Historias de cuarentena: “Las cosas simples”

Natalia López jamás olvidará la noche en la que el frío le dio una cachetada a sus sueños, y al abrir los ojos todo se transformó en una ruidosa pesadilla helada. Las potentes ráfagas de viento, como sopladas con odio desde las entrañas de un demonio polar, amenazaban con destrozar la casa naranja en la que vivía junto a su familia, en la base antártica Esperanza.

Tenía 11 años, y el miedo repentino grabó en la memoria la escena de su habitación: la alzada del escritorio tirada en el piso, las fichas del TEG por todas partes, y el grito entrecortado dibujado por el vapor como un fantasma, saliendo de su pequeña boca.

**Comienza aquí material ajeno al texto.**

//! Bounding-box queries that return the rendering closure of the box.
//!
//! Starting from the live node heads inside the box, the traversal pulls in:
//! - every way that names one of those nodes, plus all current heads of every node the way names
//!   (even outside the box), so the way can be drawn;
//! - every relation that has any included element as a member, transitively up through
//!   super-relations.
//!
//! Nodes pulled in only to complete a way's geometry add their relations but never further ways.
//! The work proceeds breadth-first: each layer's referrer lookups and head fetches run
//! concurrently and are joined before the next layer starts. Traversal ends at the first layer
//! that discovers nothing new.

use std::collections::{HashSet, VecDeque};
use std::sync::Arc;

use futures::stream::{self, BoxStream, StreamExt, TryStreamExt};

use crate::bbox::{BoundingBox, IntoBoundingBox};
use crate::config::QueryConfig;
use crate::element::{ElementKind, Revision};
use crate::error::{Error, Result};
use crate::ids::Id;
use crate::log::Log;
use crate::refs::{Referrer, RefsIndex};
use crate::spatial::SpatialIndex;
use crate::store::ElementStore;
use crate::version::Version;

#[derive(Clone, Copy, Debug, PartialEq, Eq)]
pub enum QueryOrder {
    /// Stream nodes as found; hold ways and relations back and emit them last, ways first.
    Type,
}

#[derive(Clone, Copy, Debug, Default, PartialEq, Eq)]
pub struct QueryOptions {
    pub order: Option<QueryOrder>,
}

impl QueryOptions {
    pub fn by_type() -> Self {
        Self {
            order: Some(QueryOrder::Type),
        }
    }
}

/// Why an id's referrers are being looked up.
#[derive(Clone, Copy, Debug, PartialEq, Eq)]
enum Role {
    /// Node head inside the box: ways and relations both count.
    Primary,
    /// Node fetched to complete a way: relations only.
    Secondary,
    /// Way or relation already in the result: relations only.
    Member,
}

pub struct QueryEngine<L> {
    store: Arc<ElementStore<L>>,
    spatial: Arc<SpatialIndex<L>>,
    refs: Arc<RefsIndex<L>>,
    config: QueryConfig,
}

impl<L: Log + 'static> QueryEngine<L> {
    pub fn new(
        store: Arc<ElementStore<L>>,
        spatial: Arc<SpatialIndex<L>>,
        refs: Arc<RefsIndex<L>>,
        config: QueryConfig,
    ) -> Self {
        Self {
            store,
            spatial,
            refs,
            config,
        }
    }

    /// Collect the whole closure. An invalid box fails before any lookup.
    pub async fn query<B: IntoBoundingBox>(
        &self,
        bbox: B,
        options: QueryOptions,
    ) -> Result<Vec<Revision>> {
        let bbox = bbox.into_bbox()?;
        self.query_stream(bbox, options).try_collect().await
    }

    /// Lazily produce the closure. Dropping the stream stops the traversal; no later layer
    /// starts. An invalid box is the stream's only item.
    pub fn query_stream<B: IntoBoundingBox>(
        &self,
        bbox: B,
        options: QueryOptions,
    ) -> BoxStream<'_, Result<Revision>> {
        let bbox = match bbox.into_bbox() {
            Ok(bbox) => bbox,
            Err(err) => return stream::once(async move { Err(err) }).boxed(),
        };
        let traversal = Traversal::new(self, bbox, options);
        stream::try_unfold(traversal, |mut traversal| async move {
            let next = traversal.next().await?;
            Ok::<_, Error>(next.map(|rev| (rev, traversal)))
        })
        .boxed()
    }

    fn fan_out(&self) -> usize {
        self.config.max_concurrent_lookups.max(1)
    }
}

struct Traversal<'a, L> {
    engine: &'a QueryEngine<L>,
    bbox: BoundingBox,
    order: Option<QueryOrder>,
    /// Ids whose current heads were fetched.
    visited_ids: HashSet<Id>,
    /// Ids whose referrers were (or are about to be) looked up.
    expanded_ids: HashSet<Id>,
    emitted_versions: HashSet<Version>,
    frontier: Vec<(Id, Role)>,
    out: VecDeque<Revision>,
    deferred: Vec<Revision>,
    layer: usize,
    seeded: bool,
    done: bool,
}

impl<'a, L: Log + 'static> Traversal<'a, L> {
    fn new(engine: &'a QueryEngine<L>, bbox: BoundingBox, options: QueryOptions) -> Self {
        Self {
            engine,
            bbox,
            order: options.order,
            visited_ids: HashSet::new(),
            expanded_ids: HashSet::new(),
            emitted_versions: HashSet::new(),
            frontier: Vec::new(),
            out: VecDeque::new(),
            deferred: Vec::new(),
            layer: 0,
            seeded: false,
            done: false,
        }
    }

    async fn next(&mut self) -> Result<Option<Revision>> {
        loop {
            if let Some(rev) = self.out.pop_front() {
                return Ok(Some(rev));
            }
            if self.done {
                return Ok(None);
            }
            if self.seeded {
                self.expand().await?;
            } else {
                self.seed().await?;
            }
            if self.frontier.is_empty() {
                self.finish();
            }
        }
    }

    fn emit(&mut self, rev: Revision) {
        if rev.is_deleted() || !self.emitted_versions.insert(rev.version) {
            return;
        }
        if self.order == Some(QueryOrder::Type) && rev.kind() != ElementKind::Node {
            self.deferred.push(rev);
        } else {
            self.out.push_back(rev);
        }
    }

    fn finish(&mut self) {
        self.done = true;
        let mut deferred = std::mem::take(&mut self.deferred);
        deferred.sort_by_key(Revision::kind);
        self.out.extend(deferred);
        tracing::debug!(
            layers = self.layer,
            emitted = self.emitted_versions.len(),
            "query closure complete"
        );
    }

    async fn seed(&mut self) -> Result<()> {
        self.seeded = true;
        let engine = self.engine;
        engine.refs.ready().await?;
        let versions = engine.spatial.range(&self.bbox).await?;
        tracing::debug!(seeds = versions.len(), "query seeded");

        let store = engine.store.as_ref();
        let seeds: Vec<Revision> = stream::iter(versions)
            .map(|version| async move { store.get_by_version(&version).await })
            .buffer_unordered(engine.fan_out())
            .try_collect()
            .await?;

        for rev in seeds {
            if rev.kind() != ElementKind::Node || rev.is_deleted() {
                continue;
            }
            if self.expanded_ids.insert(rev.id.clone()) {
                self.frontier.push((rev.id.clone(), Role::Primary));
            }
            self.emit(rev);
        }
        Ok(())
    }

    async fn expand(&mut self) -> Result<()> {
        self.layer += 1;
        let frontier = std::mem::take(&mut self.frontier);
        tracing::debug!(layer = self.layer, frontier = frontier.len(), "expanding layer");
        let engine = self.engine;
        let limit = engine.fan_out();

        let refs = engine.refs.as_ref();
        let lookups: Vec<(Role, Vec<Referrer>)> = stream::iter(frontier)
            .map(|(id, role)| async move {
                refs.get_referrers(&id).await.map(|found| (role, found))
            })
            .buffer_unordered(limit)
            .try_collect()
            .await?;

        // Referrers not fetched before, flagged with whether they came from a primary node.
        let mut candidates: Vec<(Id, bool)> = Vec::new();
        for (role, referrers) in lookups {
            for referrer in referrers {
                let wanted = match referrer.kind {
                    ElementKind::Way => role == Role::Primary,
                    ElementKind::Relation => true,
                    _ => false,
                };
                if wanted && self.visited_ids.insert(referrer.id.clone()) {
                    candidates.push((referrer.id, role == Role::Primary));
                }
            }
        }

        let mut geometry: Vec<(Id, ())> = Vec::new();
        for ((id, from_primary), heads) in fetch_heads(engine, candidates).await? {
            let mut included = false;
            for head in heads {
                if head.is_deleted() {
                    continue;
                }
                match head.kind() {
                    ElementKind::Way if from_primary => {
                        for node in head.element.refs.iter().flatten() {
                            if self.visited_ids.insert(node.clone()) {
                                geometry.push((node.clone(), ()));
                            }
                        }
                    }
                    ElementKind::Relation => {}
                    _ => continue,
                }
                included = true;
                self.emit(head);
            }
            if included && self.expanded_ids.insert(id.clone()) {
                self.frontier.push((id, Role::Member));
            }
        }

        for ((id, ()), heads) in fetch_heads(engine, geometry).await? {
            let mut included = false;
            for head in heads.into_iter().filter(|h| !h.is_deleted()) {
                included = true;
                self.emit(head);
            }
            if included && self.expanded_ids.insert(id.clone()) {
                self.frontier.push((id, Role::Secondary));
            }
        }
        Ok(())
    }
}

/// Current heads of every id, fetched concurrently. Tags ride along unchanged.
async fn fetch_heads<L: Log + 'static, T: Send>(
    engine: &QueryEngine<L>,
    ids: Vec<(Id, T)>,
) -> Result<Vec<((Id, T), Vec<Revision>)>> {
    let store = engine.store.as_ref();
    stream::iter(ids)
        .map(|(id, tag)| async move {
            let heads = store.get(&id).await?;
            Ok::<_, Error>(((id, tag), heads))
        })
        .buffer_unordered(engine.fan_out())
        .try_collect()
        .await
}
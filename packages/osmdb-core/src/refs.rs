//! Reference index: which ways and relations name a given element.
//!
//! Rows are `<targetId>!<referrerVersion> -> {id, type}` of the referrer. Facts contributed by a
//! revision are retired once a later revision of the same referrer supersedes it; tombstoned
//! referrers contribute nothing.

use std::sync::Arc;

use async_trait::async_trait;
use serde::{Deserialize, Serialize};
use tokio::task::JoinHandle;

use crate::config::IndexerConfig;
use crate::element::{Element, ElementKind};
use crate::error::{Error, Result};
use crate::ids::Id;
use crate::indexer::{self, Indexer, Processor};
use crate::kv::{KeyRange, KvOp, KvStore, SubKv};
use crate::log::{previous_revisions, Entry, Log};
use crate::version::Version;

/// One `(referring element, version)` pair.
#[derive(Clone, Debug, PartialEq, Eq, Hash, Serialize, Deserialize)]
pub struct Referrer {
    pub id: Id,
    pub version: Version,
    #[serde(rename = "type")]
    pub kind: ElementKind,
}

#[derive(Serialize, Deserialize)]
struct RowValue {
    id: Id,
    #[serde(rename = "type")]
    kind: ElementKind,
}

fn row_key(target: &Id, version: &Version) -> String {
    format!("{target}!{version}")
}

/// Targets this revision contributes rows for.
fn targets(element: &Element) -> Vec<&Id> {
    if element.deleted {
        return Vec::new();
    }
    let mut ids = element.referenced_ids();
    ids.sort();
    ids.dedup();
    ids
}

pub struct RefsProcessor<L> {
    log: Arc<L>,
}

#[async_trait]
impl<L: Log + 'static> Processor for RefsProcessor<L> {
    fn name(&self) -> &'static str {
        "refs"
    }

    async fn process(&self, entry: &Entry, ops: &mut Vec<KvOp>) -> Result<()> {
        let id = entry.id();
        let version = entry.version();

        for prev in previous_revisions(self.log.as_ref(), entry).await? {
            let old = prev.version();
            for target in targets(&prev.value) {
                ops.push(KvOp::del(row_key(target, &old)));
            }
        }

        let new_targets = targets(&entry.value);
        if new_targets.is_empty() {
            return Ok(());
        }
        let value = serde_json::to_vec(&RowValue {
            id: id.clone(),
            kind: entry.value.kind,
        })
        .map_err(|e| Error::Storage(e.to_string()))?;
        for target in new_targets {
            ops.push(KvOp::put(row_key(target, &version), value.clone()));
        }
        Ok(())
    }
}

pub struct RefsIndex<L> {
    indexer: Arc<Indexer<L, RefsProcessor<L>>>,
}

impl<L: Log + 'static> RefsIndex<L> {
    pub fn new(log: Arc<L>, kv: Arc<dyn KvStore>, config: &IndexerConfig) -> Self {
        let processor = RefsProcessor {
            log: Arc::clone(&log),
        };
        Self {
            indexer: Arc::new(Indexer::new(
                log,
                processor,
                SubKv::new(kv, "refs"),
                config.batch_size,
            )),
        }
    }

    pub fn indexer(&self) -> &Indexer<L, RefsProcessor<L>> {
        &self.indexer
    }

    pub async fn ready(&self) -> Result<()> {
        self.indexer.ready().await
    }

    /// Keep this index caught up from a background task.
    pub fn spawn(&self) -> JoinHandle<()> {
        indexer::spawn(Arc::clone(&self.indexer))
    }

    /// Every way or relation revision that currently names `id`, after catching up with the log.
    pub async fn get_referrers(&self, id: &Id) -> Result<Vec<Referrer>> {
        self.ready().await?;
        let prefix = format!("{id}!");
        let rows = self.indexer.data().scan(KeyRange::prefix(&prefix)).await?;
        let mut referrers = Vec::with_capacity(rows.len());
        for (key, value) in rows {
            let corrupted = || Error::IndexCorrupted(format!("refs row {key:?}"));
            let (target, token) = key.rsplit_once('!').ok_or_else(corrupted)?;
            // Ids that merely start with `<id>!` share the prefix.
            if target != id.as_str() {
                continue;
            }
            let version = token.parse::<Version>().map_err(|_| corrupted())?;
            let row: RowValue = serde_json::from_slice(&value).map_err(|_| corrupted())?;
            referrers.push(Referrer {
                id: row.id,
                version,
                kind: row.kind,
            });
        }
        Ok(referrers)
    }
}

Juntaron todas las frazadas y acolchados de las camas, se reunieron en el cuarto matrimonial, y mientras la madre abrazaba y cubría a sus tres hijos que no paraban de llorar aterrados, el padre revisaba el sistema de calefacción que se había apagado durante la madrugada. El capitán del ejército, que había experimentado el azote del viento blanco antártico dos años antes en otra base militar, supuso que una ráfaga había consumido la llama. La suposición le dio lugar a una certeza: hasta que el temporal no amainara, no habría forma de encenderla.

Las primeras luces de ese día otoñal de 1996 encontró a la familia abrazada. Poco habían dormido por los pinchazos del frío, y el único que no lloraba era el hombre de la casa que los consolaba. A través de las ventanas solo se veía el blanco de la nieve, cubriendo el único paisaje que los acompañó todo el año que duró la campaña antártica.  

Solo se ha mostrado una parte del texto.